Implosion mechanisms of metallic cylindrical shells subjected to combined explosive loading and hydrostatic pressure

Underwater hollow structures are always subjected to high hydrostatic pressure and there is a serious risk of implosion. To investigate the effects of exploring the combined explosive loading and hydrostatic pressure on cylindrical shells in a deep water environment. A combination of background, experimental, and numerical simulations is used to investigate the response of aluminum alloy cylindrical shells subjected to impact loading under subcritical buckling pressure. Based on the non-contact underwater explosive load, a pressure tank impact explosion experimental device is designed, and the implosion experiments of cylindrical shells under different explosive intensities are carried out.

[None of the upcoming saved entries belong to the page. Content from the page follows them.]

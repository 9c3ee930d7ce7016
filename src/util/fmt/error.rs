#![allow(clippy::items_after_statements)]

use std::{fmt, io};

use crate::{
    driver, lexer, parser,
    token::{Located, Pos, TokenKind},
    type_checker,
    util::fmt::{Context, Show},
};

/// The text of an error, without its position.
pub trait Message {
    fn message(&self, f: &mut fmt::Formatter<'_>, ctx: &Context<'_>) -> fmt::Result;

    /// The position of the conflicting definition, for redefinitions.
    fn note(&self) -> Option<Pos> {
        None
    }
}

impl<E: Message> Show for Located<E> {
    /// The alternate form is prefixed with the position, as in `1:5: ...`.
    fn show(&self, f: &mut fmt::Formatter<'_>, ctx: &Context<'_>) -> fmt::Result {
        if f.alternate() {
            write!(f, "{}: ", self.pos)?;
        }
        self.inner.message(f, ctx)
    }
}

/// Writes `path:row:col: ERROR: message`, followed by a `NOTE` line pointing
/// at the previous definition for redefinitions.
pub fn report(w: &mut impl io::Write, ctx: &Context<'_>, error: &driver::Error) -> io::Result<()> {
    let path = ctx.path;
    match error.pos() {
        Some(pos) => writeln!(w, "{path}:{pos}: ERROR: {}", error.display(ctx))?,
        None => writeln!(w, "ERROR: {}", error.display(ctx))?,
    }
    if let Some(note) = error.note() {
        writeln!(w, "{path}:{note}: NOTE: defined here")?;
    }
    Ok(())
}

impl Show for driver::Error {
    fn show(&self, f: &mut fmt::Formatter<'_>, ctx: &Context<'_>) -> fmt::Result {
        use driver::Error::*;
        match self {
            Syntax(error) => error.inner.message(f, ctx),
            Semantic(error) => error.inner.message(f, ctx),
            Codegen(error) => write!(f, "{error}"),
            Read { path, source } => write!(f, "could not read file '{path}': {source}"),
            Write { path, source } => write!(f, "could not write file '{path}': {source}"),
            Spawn { program, source } => write!(f, "could not run '{program}': {source}"),
            Linker { program, code } => write!(f, "'{program}' exited with status {code}"),
        }
    }
}

impl Message for lexer::Error {
    fn message(&self, f: &mut fmt::Formatter<'_>, _: &Context<'_>) -> fmt::Result {
        use lexer::Error::*;
        match self {
            InvalidCharacter(c) if c.is_control() => {
                write!(f, "invalid character ({})", u32::from(*c))
            }
            InvalidCharacter(c) => write!(f, "invalid character '{c}'"),
            InvalidDigit(c) => write!(f, "invalid digit '{c}'"),
            IntegerTooLarge(text) => write!(f, "integer literal '{text}' is too large"),
            Expected { expected, actual } => {
                write!(f, "expected {}, got {actual}", OneOf(expected))
            }
        }
    }
}

impl Message for parser::Error {
    fn message(&self, f: &mut fmt::Formatter<'_>, ctx: &Context<'_>) -> fmt::Result {
        let i = ctx.ident_interner;

        use parser::Error::*;
        match self {
            Lexer(error) => error.message(f, ctx),
            Unexpected(kind) => write!(f, "unexpected {kind}"),
            UnexpectedInGlobalScope(kind) => write!(f, "unexpected {kind} in global scope"),
            DuplicateParameter { name, .. } => {
                write!(f, "redefinition of argument '{}'", i.get(*name))
            }
        }
    }

    fn note(&self) -> Option<Pos> {
        match self {
            parser::Error::DuplicateParameter { previous, .. } => Some(*previous),
            _ => None,
        }
    }
}

impl Message for type_checker::Error {
    fn message(&self, f: &mut fmt::Formatter<'_>, ctx: &Context<'_>) -> fmt::Result {
        let i = ctx.ident_interner;

        use type_checker::Error::*;
        match self {
            UndefinedIdentifier(name) => write!(f, "undefined identifier '{}'", i.get(*name)),
            UndefinedType(name) => write!(f, "undefined type '{}'", i.get(*name)),
            Redefinition { name, .. } => {
                write!(f, "redefinition of identifier '{}'", i.get(*name))
            }
            Mismatch { expected, actual } => {
                write!(f, "expected type '{expected}', got '{actual}'")
            }
            NotArithmetic(ty) => write!(f, "expected arithmetic type, got '{ty}'"),
            NotScalar(ty) => write!(f, "expected scalar type, got '{ty}'"),
            NotCallable(ty) => write!(f, "cannot call type '{ty}'"),
            ArityMismatch { expected, actual } => {
                let plural = if *expected == 1 { "" } else { "s" };
                write!(f, "expected {expected} argument{plural}, got {actual}")
            }
            NotInMemory => write!(f, "cannot take reference to value not in memory"),
            UnitVariable => write!(f, "cannot define variable with type '()'"),
            MainUndefined => write!(f, "function 'main' is not defined"),
            MainNotFunction => write!(f, "function 'main' must be a function literal"),
            MainHasParameters => write!(f, "function 'main' cannot take any arguments"),
            MainReturnsValue => write!(f, "function 'main' cannot return anything"),
        }
    }

    fn note(&self) -> Option<Pos> {
        match self {
            type_checker::Error::Redefinition { previous, .. } => Some(*previous),
            _ => None,
        }
    }
}

/// Lists token kinds as `a`, `a or b`, or `a, b or c`.
struct OneOf<'a>(&'a [TokenKind]);

impl fmt::Display for OneOf<'_> {
    fn fmt(&self, f: &mut fmt::Formatter<'_>) -> fmt::Result {
        let len = self.0.len();
        for (i, kind) in self.0.iter().enumerate() {
            if i > 0 {
                f.write_str(if i + 1 == len { " or " } else { ", " })?;
            }
            write!(f, "{kind}")?;
        }
        Ok(())
    }
}

#[cfg(test)]
mod tests {
    use super::*;
    use crate::util::intern::Interner;
    use pretty_assertions::assert_eq;

    fn render(error: &driver::Error, interner: &Interner) -> String {
        let ctx = Context {
            ident_interner: interner,
            path: "demo.glos",
        };
        let mut buf = Vec::new();
        report(&mut buf, &ctx, error).unwrap();
        String::from_utf8(buf).unwrap()
    }

    #[test]
    fn report_with_note() {
        let mut interner = Interner::default();
        let name = interner.intern("x");
        let error = Pos::new(1, 4).wrap(type_checker::Error::Redefinition {
            name,
            previous: Pos::new(0, 4),
        });
        assert_eq!(
            render(&driver::Error::Semantic(error), &interner),
            "demo.glos:2:5: ERROR: redefinition of identifier 'x'\n\
             demo.glos:1:5: NOTE: defined here\n"
        );
    }

    #[test]
    fn report_lexer_error() {
        let interner = Interner::default();
        let error = Pos::new(0, 2).wrap(parser::Error::Lexer(lexer::Error::InvalidCharacter('\u{7}')));
        assert_eq!(
            render(&driver::Error::Syntax(error), &interner),
            "demo.glos:1:3: ERROR: invalid character (7)\n"
        );
    }

    #[test]
    fn report_without_position() {
        let interner = Interner::default();
        let error = driver::Error::Linker {
            program: "cc".into(),
            code: 4,
        };
        assert_eq!(render(&error, &interner), "ERROR: 'cc' exited with status 4\n");
    }

    #[test]
    fn one_of() {
        use TokenKind::*;
        assert_eq!(OneOf(&[RParen]).to_string(), "')'");
        assert_eq!(OneOf(&[Comma, RParen]).to_string(), "',' or ')'");
        assert_eq!(OneOf(&[Ident, Fn, LParen]).to_string(), "identifier, 'fn' or '('");
    }
}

Based on this simulation analysis, the relationship between the ambient water pressure and the explosive loading and implosion of cylindrical shells is investigated. Results show that at low external hydrostatic pressures, cylindrical shells can be induced to implode by large shock loads, and that different explosive loading leads to changes in the implosion damage pattern of cylindrical shells. Based on the results of the parametric analysis, the implosion boundary map is drawn and the danger level region is summarized. Finally, from the energy perspective, the results show that the internal energy of the shell is combined with the shock strength and hydrostatic pressure, and the relationship is nonlinear.